-- Work to be completed --
The lines from the start of the records through the one containing "pub fn with_theme(theme: Theme)" are to be transcribed exactly, and nothing else.

-- Data excerpts --
===

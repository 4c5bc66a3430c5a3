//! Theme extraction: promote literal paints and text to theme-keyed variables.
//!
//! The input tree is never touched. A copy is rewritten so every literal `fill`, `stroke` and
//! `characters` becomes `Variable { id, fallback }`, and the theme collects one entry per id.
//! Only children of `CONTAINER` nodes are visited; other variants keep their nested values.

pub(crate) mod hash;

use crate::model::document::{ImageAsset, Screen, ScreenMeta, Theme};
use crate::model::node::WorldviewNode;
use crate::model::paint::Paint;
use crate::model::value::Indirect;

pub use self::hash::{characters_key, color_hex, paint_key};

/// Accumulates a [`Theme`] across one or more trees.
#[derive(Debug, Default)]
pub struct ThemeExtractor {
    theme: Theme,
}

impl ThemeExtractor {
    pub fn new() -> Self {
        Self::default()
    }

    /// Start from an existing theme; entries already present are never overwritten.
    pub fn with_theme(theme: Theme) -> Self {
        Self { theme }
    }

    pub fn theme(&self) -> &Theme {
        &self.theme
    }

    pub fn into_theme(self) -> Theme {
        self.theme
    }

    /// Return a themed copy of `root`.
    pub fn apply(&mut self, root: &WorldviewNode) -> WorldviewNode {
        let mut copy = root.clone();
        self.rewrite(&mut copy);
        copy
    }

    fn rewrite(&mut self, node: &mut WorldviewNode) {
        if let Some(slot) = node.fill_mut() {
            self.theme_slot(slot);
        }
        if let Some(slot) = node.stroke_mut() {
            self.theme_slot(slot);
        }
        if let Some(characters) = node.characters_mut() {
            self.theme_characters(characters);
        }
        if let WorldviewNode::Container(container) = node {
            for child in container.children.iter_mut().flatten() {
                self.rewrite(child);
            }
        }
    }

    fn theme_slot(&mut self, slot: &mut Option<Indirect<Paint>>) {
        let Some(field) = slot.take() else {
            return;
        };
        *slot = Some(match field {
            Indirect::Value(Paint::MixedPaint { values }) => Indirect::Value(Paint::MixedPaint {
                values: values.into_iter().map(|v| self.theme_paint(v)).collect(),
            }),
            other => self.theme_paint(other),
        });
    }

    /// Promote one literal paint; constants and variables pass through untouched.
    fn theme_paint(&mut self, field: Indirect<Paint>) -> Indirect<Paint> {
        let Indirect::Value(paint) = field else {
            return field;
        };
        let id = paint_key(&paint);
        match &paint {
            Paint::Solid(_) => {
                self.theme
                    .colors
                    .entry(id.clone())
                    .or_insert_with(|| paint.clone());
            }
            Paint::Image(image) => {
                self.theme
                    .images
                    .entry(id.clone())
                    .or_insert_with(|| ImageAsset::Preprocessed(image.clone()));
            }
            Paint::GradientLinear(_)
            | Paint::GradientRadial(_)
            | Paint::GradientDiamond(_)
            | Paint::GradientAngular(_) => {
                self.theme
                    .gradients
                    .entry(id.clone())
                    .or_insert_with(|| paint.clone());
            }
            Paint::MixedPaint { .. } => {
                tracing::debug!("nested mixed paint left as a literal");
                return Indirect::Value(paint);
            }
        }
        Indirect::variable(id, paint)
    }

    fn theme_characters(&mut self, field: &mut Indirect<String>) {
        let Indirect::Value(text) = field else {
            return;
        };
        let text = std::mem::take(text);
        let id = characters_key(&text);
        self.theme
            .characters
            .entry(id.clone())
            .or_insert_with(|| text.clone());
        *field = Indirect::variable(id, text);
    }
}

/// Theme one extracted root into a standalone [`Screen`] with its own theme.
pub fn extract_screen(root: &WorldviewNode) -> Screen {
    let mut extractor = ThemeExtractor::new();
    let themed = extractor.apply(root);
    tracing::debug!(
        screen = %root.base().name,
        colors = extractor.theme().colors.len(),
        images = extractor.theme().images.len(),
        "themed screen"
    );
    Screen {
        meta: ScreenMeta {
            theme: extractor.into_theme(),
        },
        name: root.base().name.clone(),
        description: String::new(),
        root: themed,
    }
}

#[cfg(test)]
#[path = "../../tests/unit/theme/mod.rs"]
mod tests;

===

-- Written response --
repository 4c5bc66a3430c5a3
//! Theme extraction: promote literal paints and text to theme-keyed variables.
//!
//! The input tree is never touched. A copy is rewritten so every literal `fill`, `stroke` and
//! `characters` becomes `Variable { id, fallback }`, and the theme collects one entry per id.
//! Only children of `CONTAINER` nodes are visited; other variants keep their nested values.

pub(crate) mod hash;

use crate::model::document::{ImageAsset, Screen, ScreenMeta, Theme};
use crate::model::node::WorldviewNode;
use crate::model::paint::Paint;
use crate::model::value::Indirect;

pub use self::hash::{characters_key, color_hex, paint_key};

/// Accumulates a [`Theme`] across one or more trees.
#[derive(Debug, Default)]
pub struct ThemeExtractor {
    theme: Theme,
}

impl ThemeExtractor {
    pub fn new() -> Self {
        Self::default()
    }

    /// Start from an existing theme; entries already present are never overwritten.
    pub fn with_theme(theme: Theme) -> Self {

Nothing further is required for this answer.